● TASK ITEM
Examine the entries and show every line in which the word "directory" is found.

══ MATERIAL PROVIDED

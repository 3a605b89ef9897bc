//! Scratch directory for file-based codec tools.

use std::path::{Path, PathBuf};

use bytes::Bytes;
use tempfile::TempDir;

use crate::format::ImageFormat;
use crate::{Error, Result};

/// Temporary directory holding one input and one output file.
///
/// Tools such as `optipng` and `cwebp` cannot be used as stdin/stdout
/// filters; they get a workspace instead. The directory and everything in it
/// is removed when the workspace is dropped.
///
/// # Example
///
/// ```no_run
/// use pixelstore_codec::{ImageFormat, Workspace};
///
/// # async fn example(png: bytes::Bytes) -> pixelstore_codec::Result<()> {
/// let workspace = Workspace::new(ImageFormat::Png)?;
/// workspace.write_input(&png).await?;
/// // run a tool reading workspace.input() and writing workspace.output()
/// let compressed = workspace.read_output().await?;
/// # Ok(())
/// # }
/// ```
pub struct Workspace {
    temp_dir: TempDir,
    input_path: PathBuf,
    output_path: PathBuf,
}

impl Workspace {
    /// Create a new workspace for an image of the given format.
    pub fn new(format: ImageFormat) -> Result<Self> {
        let temp_dir = tempfile::Builder::new()
            .prefix("pixelstore-")
            .tempdir()
            .map_err(|e| Error::Workspace(e.to_string()))?;

        let input_path = temp_dir.path().join(format!("input.{}", format.extension()));
        let output_path = temp_dir.path().join(format!("output.{}", format.extension()));

        Ok(Self {
            temp_dir,
            input_path,
            output_path,
        })
    }

    /// Get the input file path.
    pub fn input(&self) -> &Path {
        &self.input_path
    }

    /// Get the output file path.
    pub fn output(&self) -> &Path {
        &self.output_path
    }

    #[cfg(test)]
    fn temp_dir(&self) -> &Path {
        self.temp_dir.path()
    }

    /// Write the stage input.
    pub async fn write_input(&self, data: &[u8]) -> Result<()> {
        tokio::fs::write(&self.input_path, data)
            .await
            .map_err(|e| Error::Workspace(format!("failed to write input: {e}")))
    }

    /// Read what the tool wrote to [`Workspace::output`].
    pub async fn read_output(&self) -> Result<Bytes> {
        let data = tokio::fs::read(&self.output_path).await.map_err(|e| {
            Error::Workspace(format!(
                "failed to read output {}: {e}",
                self.output_path.display()
            ))
        })?;
        Ok(Bytes::from(data))
    }
}

#[cfg(test)]
mod tests {
    use super::*;

    #[test]
    fn test_workspace_paths() {
        let workspace = Workspace::new(ImageFormat::Png).unwrap();
        assert!(workspace.input().starts_with(workspace.temp_dir()));
        assert!(workspace.output().starts_with(workspace.temp_dir()));
        assert_eq!(workspace.input().extension().unwrap(), "png");
        assert_ne!(workspace.input(), workspace.output());
    }

    #[tokio::test]
    async fn test_missing_output_is_error() {
        let workspace = Workspace::new(ImageFormat::WebP).unwrap();
        workspace.write_input(b"data").await.unwrap();
        let err = workspace.read_output().await.unwrap_err();
        assert!(matches!(err, Error::Workspace(_)));
    }

    #[test]
    fn test_dropped_workspace_is_removed() {
        let workspace = Workspace::new(ImageFormat::Jpeg).unwrap();
        let dir = workspace.temp_dir().to_path_buf();
        assert!(dir.exists());
        drop(workspace);
        assert!(!dir.exists());
    }
}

════

● TASK RESPONSE
//! Scratch directory for file-based codec tools.
/// Temporary directory holding one input and one output file.
/// filters; they get a workspace instead. The directory and everything in it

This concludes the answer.